» **What the task requires**: Leaving nothing out, print each line of the material exactly.

» **Data for processing**:
use std::path::PathBuf;

use clap::Args;
use colored::Colorize;
use layoutkit::{
    Properties,
    filter::SearchSession,
    model::{TableSchema, decode},
};
use serde_json::Value;

use crate::{commands::to_pretty, ctx::AppContext};

#[derive(Debug, Args)]
pub struct FilterArgs {
    /// Table schema (.json or .toml)
    pub file: PathBuf,
    /// Search form change, applied in order. The value is read as JSON when it parses
    #[arg(long = "set", value_name = "KEY=VALUE", value_parser = parse_assignment)]
    pub set: Vec<(String, Value)>,
    /// Post the resulting query to the table's data source
    #[arg(long)]
    pub fetch: bool,
}

/// Parse a `key=value` pair. `value` becomes a JSON value when it parses as
/// one, otherwise a string.
pub fn parse_assignment(s: &str) -> Result<(String, Value), String> {
    let (key, raw) = s
        .split_once('=')
        .ok_or_else(|| format!("invalid KEY=VALUE: no `=` found in `{s}`"))?;
    if key.is_empty() {
        return Err(format!("invalid KEY=VALUE: empty key in `{s}`"));
    }
    let value = serde_json::from_str(raw).unwrap_or_else(|_| Value::String(raw.to_string()));
    Ok((key.to_string(), value))
}

/// Apply `changes` one by one, returning the keys that did not affect the query.
pub fn apply_all(session: &mut SearchSession, changes: &[(String, Value)]) -> Vec<String> {
    let mut ignored = Vec::new();
    for (key, value) in changes {
        let mut changed = Properties::new();
        changed.insert(key.clone(), value.clone());
        if !session.apply(&changed) {
            ignored.push(key.clone());
        }
    }
    ignored
}

pub async fn run(ctx: &AppContext, args: FilterArgs) -> anyhow::Result<()> {
    let table: TableSchema = decode::load(ctx.resolve(&args.file))?;
    let mut session = SearchSession::new(table);

    println!("{}", "Search fields".bold().green());
    for field in session.search_fields() {
        println!("  {} ({})", field.name.cyan(), field.input_kind);
    }

    for key in apply_all(&mut session, &args.set) {
        warn!("'{key}' left the query unchanged, not a filterable column?");
    }
    println!("{}", to_pretty(session.query())?);

    if args.fetch {
        let transport = ctx.transport()?;
        let rows = session.search(&transport).await;
        println!("{}", format!("{} rows", rows.len()).bold().green());
        println!("{}", to_pretty(&rows)?);
    }
    Ok(())
}

#[cfg(test)]
mod tests {
    use serde_json::json;

    use super::*;

    #[test]
    fn test_parse_assignment() {
        assert_eq!(parse_assignment("name=ada").unwrap(), ("name".into(), json!("ada")));
        assert_eq!(parse_assignment("age=42").unwrap(), ("age".into(), json!(42)));
        assert_eq!(parse_assignment("active=true").unwrap(), ("active".into(), json!(true)));
        assert_eq!(parse_assignment("name=").unwrap(), ("name".into(), json!("")));
        assert_eq!(parse_assignment("q=a=b").unwrap(), ("q".into(), json!("a=b")));
        assert!(parse_assignment("name").is_err());
        assert!(parse_assignment("=x").is_err());
    }

    #[test]
    fn test_apply_all() {
        let table: TableSchema = serde_json::from_value(json!({
            "dataSourceUrl": "/users/search",
            "columns": [
                {"dataIndex": "name", "title": "Name", "filterable": {"apply": true, "operator": "like"}},
                {"dataIndex": "email", "title": "Email"}
            ]
        }))
        .unwrap();
        let mut session = SearchSession::new(table);

        let ignored = apply_all(
            &mut session,
            &[("name".into(), json!("ada")), ("email".into(), json!("a@b.c"))],
        );
        assert_eq!(ignored, ["email"]);

        let condition = session.query().condition("name").unwrap();
        assert_eq!(condition.operator, "like");
        assert_eq!(condition.value, json!("ada"));

        apply_all(&mut session, &[("name".into(), json!(""))]);
        assert!(session.query().is_empty());
    }
}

» **Output for this exercise**:
use std::path::PathBuf;

use clap::Args;
use colored::Colorize;
use layoutkit::{
    Properties,
    filter::SearchSession,
    model::{TableSchema, decode},
};
use serde_json::Value;

use crate::{commands::to_pretty, ctx::AppContext};

#[derive(Debug, Args)]
pub struct FilterArgs {
    /// Table schema (.json or .toml)
    pub file: PathBuf,
    /// Search form change, applied in order. The value is read as JSON when it parses
    #[arg(long = "set", value_name = "KEY=VALUE", value_parser = parse_assignment)]
    pub set: Vec<(String, Value)>,
    /// Post the resulting query to the table's data source
    #[arg(long)]
    pub fetch: bool,
}

/// Parse a `key=value` pair. `value` becomes a JSON value when it parses as
/// one, otherwise a string.
pub fn parse_assignment(s: &str) -> Result<(String, Value), String> {
    let (key, raw) = s
        .split_once('=')
        .ok_or_else(|| format!("invalid KEY=VALUE: no `=` found in `{s}`"))?;
    if key.is_empty() {
        return Err(format!("invalid KEY=VALUE: empty key in `{s}`"));
    }
    let value = serde_json::from_str(raw).unwrap_or_else(|_| Value::String(raw.to_string()));
    Ok((key.to_string(), value))
}

/// Apply `changes` one by one, returning the keys that did not affect the query.
pub fn apply_all(session: &mut SearchSession, changes: &[(String, Value)]) -> Vec<String> {
    let mut ignored = Vec::new();
    for (key, value) in changes {
        let mut changed = Properties::new();
        changed.insert(key.clone(), value.clone());
        if !session.apply(&changed) {
            ignored.push(key.clone());
        }
    }
    ignored
}

pub async fn run(ctx: &AppContext, args: FilterArgs) -> anyhow::Result<()> {
    let table: TableSchema = decode::load(ctx.resolve(&args.file))?;
    let mut session = SearchSession::new(table);

    println!("{}", "Search fields".bold().green());
    for field in session.search_fields() {
        println!("  {} ({})", field.name.cyan(), field.input_kind);
    }

    for key in apply_all(&mut session, &args.set) {
        warn!("'{key}' left the query unchanged, not a filterable column?");
    }
    println!("{}", to_pretty(session.query())?);

    if args.fetch {
        let transport = ctx.transport()?;
        let rows = session.search(&transport).await;
        println!("{}", format!("{} rows", rows.len()).bold().green());
        println!("{}", to_pretty(&rows)?);
    }
    Ok(())
}

#[cfg(test)]
mod tests {
    use serde_json::json;

    use super::*;

    #[test]
    fn test_parse_assignment() {
        assert_eq!(parse_assignment("name=ada").unwrap(), ("name".into(), json!("ada")));
        assert_eq!(parse_assignment("age=42").unwrap(), ("age".into(), json!(42)));
        assert_eq!(parse_assignment("active=true").unwrap(), ("active".into(), json!(true)));
        assert_eq!(parse_assignment("name=").unwrap(), ("name".into(), json!("")));
        assert_eq!(parse_assignment("q=a=b").unwrap(), ("q".into(), json!("a=b")));
        assert!(parse_assignment("name").is_err());
        assert!(parse_assignment("=x").is_err());
    }

    #[test]
    fn test_apply_all() {
        let table: TableSchema = serde_json::from_value(json!({
            "dataSourceUrl": "/users/search",
            "columns": [
                {"dataIndex": "name", "title": "Name", "filterable": {"apply": true, "operator": "like"}},
                {"dataIndex": "email", "title": "Email"}
            ]
        }))
        .unwrap();
        let mut session = SearchSession::new(table);

        let ignored = apply_all(
            &mut session,
            &[("name".into(), json!("ada")), ("email".into(), json!("a@b.c"))],
        );
        assert_eq!(ignored, ["email"]);

        let condition = session.query().condition("name").unwrap();
        assert_eq!(condition.operator, "like");
        assert_eq!(condition.value, json!("ada"));

        apply_all(&mut session, &[("name".into(), json!(""))]);
        assert!(session.query().is_empty());
    }
}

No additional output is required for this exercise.